One fantabulous thing about the Google/YouTube/Google+ connection (the links here are to my YouTube and Google+ pages) is how easy it is to create, publish and share video content. This interview recorded just a few weeks ago is a great example. Arnie Kuenn, founder of Vertical Measures, gave me my first guest blogging opportunity just a couple of years ago.
Read: “Is the Main Ingredient Missing from Your Content Marketing?”
Since then, I’ve read his great book, Accelerate, and come to know him well. We tend to cross paths at the same industry conferences and contribute to each other’s websites with written and recorded content.
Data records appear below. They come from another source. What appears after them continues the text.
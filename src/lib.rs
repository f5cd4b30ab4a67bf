// src/lib.rs — Library root for Sparrow

pub mod backend;
pub mod chat;
pub mod cli;
pub mod infra;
Recently, I was asked to appear on a Google Hangout along with the CMO of HubSpot, Mike Volpe. I was thrilled to get the invitation and really enjoyed the opportunity. Vertical Measures then published the interview on their website and blog, Google+, and YouTube.
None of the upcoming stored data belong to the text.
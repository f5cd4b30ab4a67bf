// src/backend/mod.rs — RPC contract between the chat core and its backend

pub mod generation;
pub mod local;
pub mod schema;
pub mod store;
pub mod title;

use async_trait::async_trait;
use serde::{Deserialize, Serialize};

use crate::chat::types::{Message, Role, Session, SessionsSnapshot};
use crate::infra::errors::SparrowError;

/// Everything the chat core asks of the backend. Generation output never
/// comes back through here; it arrives on the `chat-token` channel.
#[async_trait]
pub trait ChatBackend: Send + Sync {
    /// A session shell that is not stored anywhere yet.
    async fn create_temporary_chat_session(
        &self,
        title: Option<String>,
    ) -> Result<Session, SparrowError>;

    async fn add_message_to_temporary_session(
        &self,
        session: Session,
        message: NewMessage,
    ) -> Result<(Session, Message), SparrowError>;

    /// Store a temporary session. The returned session carries the
    /// canonical id.
    async fn persist_temporary_session(&self, session: Session) -> Result<Session, SparrowError>;

    async fn add_message_to_session(
        &self,
        session_id: &str,
        message: NewMessage,
    ) -> Result<Message, SparrowError>;

    async fn update_chat_session(
        &self,
        session_id: &str,
        title: Option<String>,
        model_id: Option<String>,
    ) -> Result<Session, SparrowError>;

    async fn get_chat_sessions(&self) -> Result<SessionsSnapshot, SparrowError>;

    async fn get_session_messages(&self, session_id: &str) -> Result<Vec<Message>, SparrowError>;

    async fn set_active_chat_session(&self, session_id: &str) -> Result<(), SparrowError>;

    async fn delete_chat_session(&self, session_id: &str) -> Result<(), SparrowError>;

    /// Fire-and-forget: returns once generation has been started.
    async fn start_generation(&self, request: GenerationRequest) -> Result<(), SparrowError>;
}

/// Message payload for the append RPCs.
#[derive(Debug, Clone, PartialEq)]
pub struct NewMessage {
    pub role: Role,
    pub content: String,
    pub tokens_per_second: Option<f64>,
    pub is_error: bool,
}

impl NewMessage {
    pub fn user(content: impl Into<String>) -> Self {
        Self {
            role: Role::User,
            content: content.into(),
            tokens_per_second: None,
            is_error: false,
        }
    }

    pub fn assistant(content: impl Into<String>, tokens_per_second: Option<f64>) -> Self {
        Self {
            role: Role::Assistant,
            content: content.into(),
            tokens_per_second,
            is_error: false,
        }
    }

    pub fn error(content: impl Into<String>) -> Self {
        Self {
            role: Role::Assistant,
            content: content.into(),
            tokens_per_second: None,
            is_error: true,
        }
    }

    /// Materialize with a fresh id and timestamp.
    pub fn into_message(self) -> Message {
        Message {
            tokens_per_second: self.tokens_per_second,
            is_error: self.is_error,
            ..Message::new(self.role, self.content)
        }
    }
}

#[derive(Debug, Clone, Default, PartialEq, Serialize, Deserialize)]
pub struct SamplingParams {
    pub temperature: Option<f64>,
    pub top_p: Option<f64>,
    pub seed: Option<u64>,
    pub max_tokens: Option<u32>,
    pub max_completion_tokens: Option<u32>,
}

#[derive(Debug, Clone, PartialEq)]
pub struct GenerationRequest {
    /// Model to use; `None` means whatever the backend has loaded.
    pub model: Option<String>,
    pub message: String,
    pub session_id: Option<String>,
    pub include_history: bool,
    pub system_prompt: Option<String>,
    pub sampling: SamplingParams,
    /// Retrieval-augmented variant: number of chunks to retrieve.
    pub rag_limit: Option<u32>,
}

impl GenerationRequest {
    pub fn new(message: impl Into<String>) -> Self {
        Self {
            model: None,
            message: message.into(),
            session_id: None,
            include_history: false,
            system_prompt: None,
            sampling: SamplingParams::default(),
            rag_limit: None,
        }
    }

    pub fn use_rag(&self) -> bool {
        self.rag_limit.is_some()
    }
}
Pretty simple content creation task and massive bang for the buck (it’s free).
Arnie made the format incredibly simple too. He really had one question…
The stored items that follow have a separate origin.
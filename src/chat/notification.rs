// src/chat/notification.rs — User-facing notifications

use tokio::sync::mpsc;

#[derive(Debug, Clone, Copy, PartialEq, Eq)]
pub enum NotificationLevel {
    Warning,
    Error,
}

#[derive(Debug, Clone, PartialEq)]
pub struct Notification {
    pub level: NotificationLevel,
    pub title: String,
    pub detail: String,
}

impl std::fmt::Display for Notification {
    fn fmt(&self, f: &mut std::fmt::Formatter<'_>) -> std::fmt::Result {
        if self.detail.is_empty() {
            write!(f, "{}", self.title)
        } else {
            write!(f, "{}: {}", self.title, self.detail)
        }
    }
}

/// Sending side held by the chat view. A dropped receiver is tolerated.
#[derive(Debug, Clone)]
pub struct Notifier {
    tx: mpsc::UnboundedSender<Notification>,
}

impl Notifier {
    pub fn channel() -> (Self, mpsc::UnboundedReceiver<Notification>) {
        let (tx, rx) = mpsc::unbounded_channel();
        (Self { tx }, rx)
    }

    pub fn notify(&self, level: NotificationLevel, title: &str, detail: impl std::fmt::Display) {
        let notification = Notification {
            level,
            title: title.to_string(),
            detail: detail.to_string(),
        };
        if self.tx.send(notification).is_err() {
            tracing::debug!(title, "notification dropped: no receiver");
        }
    }

    pub fn warn(&self, title: &str, detail: impl std::fmt::Display) {
        self.notify(NotificationLevel::Warning, title, detail);
    }

    pub fn error(&self, title: &str, detail: impl std::fmt::Display) {
        self.notify(NotificationLevel::Error, title, detail);
    }
}
// src/cli/sessions.rs — `sparrow sessions` subcommands

use chrono::{Local, TimeZone};

use super::render::render_message;
use super::SessionsAction;
use crate::backend::store::SessionStore;
use crate::chat::types::Session;

pub fn run_sessions(action: SessionsAction, store: &SessionStore) -> anyhow::Result<()> {
    match action {
        SessionsAction::List => {
            let active = store.active_session_id()?;
            let sessions = sorted(store.list_sessions()?.into_values().collect());
            if sessions.is_empty() {
                println!("No chat sessions yet. Start one with `sparrow chat`.");
                return Ok(());
            }
            for s in &sessions {
                let marker = if active.as_deref() == Some(s.id.as_str()) {
                    "*"
                } else {
                    " "
                };
                println!("{marker} {}", summary_line(s));
            }
        }
        SessionsAction::Show { id } => {
            let Some(session) = store.get_session(&id)? else {
                anyhow::bail!("No session with id '{id}'. Run `sparrow sessions list`.");
            };
            println!("{}", session.title);
            for m in &session.messages {
                println!("\n{}", render_message(m));
            }
        }
        SessionsAction::Delete { id } => {
            if store.get_session(&id)?.is_none() {
                anyhow::bail!("No session with id '{id}'.");
            }
            store.delete_session(&id)?;
            println!("Deleted session {id}");
        }
    }
    Ok(())
}

/// Most recently updated first.
pub fn sorted(mut sessions: Vec<Session>) -> Vec<Session> {
    sessions.sort_by(|a, b| b.updated_at.cmp(&a.updated_at));
    sessions
}

pub fn summary_line(session: &Session) -> String {
    let when = Local
        .timestamp_millis_opt(session.updated_at)
        .single()
        .map(|t| t.format("%Y-%m-%d %H:%M").to_string())
        .unwrap_or_else(|| "-".into());
    format!(
        "{}  {}  {} ({} messages)",
        session.id,
        when,
        session.title,
        session.messages.len()
    )
}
“How do you get started with content marketing?”
Invest 15 minutes and see what answers Mike and I offered.
Arnie: Hi I’m Arnie Kuenn with Vertical Measures and welcome to today’s Google Hangout. I’ve got with me today Barry Feldman and Mike Volpe. I’m going to let them introduce themselves before we jump into our topic which is going to be about how to get started in content marketing. So Barry, why don’t you go first?
Barry: Thanks for having me Arnie. I’m the principal, founder of Feldman Creative. Feldman Creative is copywriting, creative direction, and content marketing consultancy. I’ve been a copywriter growing up in the ad biz for years and years, and when the world turned digital, I did too. So now I like to call myself an online marketer.
Arnie: Great. And Mike- how bout you?
Mike: I’m Mike Volpe, Chief Marketing Officer at HubSpot. I’ve been with the company for 6 years now- I was the 5th employee and first marketing hire and have since built out the team, the blog, social, and all that stuff. I’m happy to talk about that or whatever you want.
Arnie: Well, super. And congratulations to both of you from different perspectives. Barry –you making it out of traditional to digital and Mike for building a great company. You’ve done a great job there. So the topic is…we get asked, do a lot of content marketing workshops, we do webinars, hangouts like this, and meet with customers face-to-face and we still get asked how to get started with content marketing. So I was hoping that maybe each of you could take a couple of minutes to tell a business (maybe small, medium, and large) on how they can get started and tackle content marketing today. Barry, do you want to start?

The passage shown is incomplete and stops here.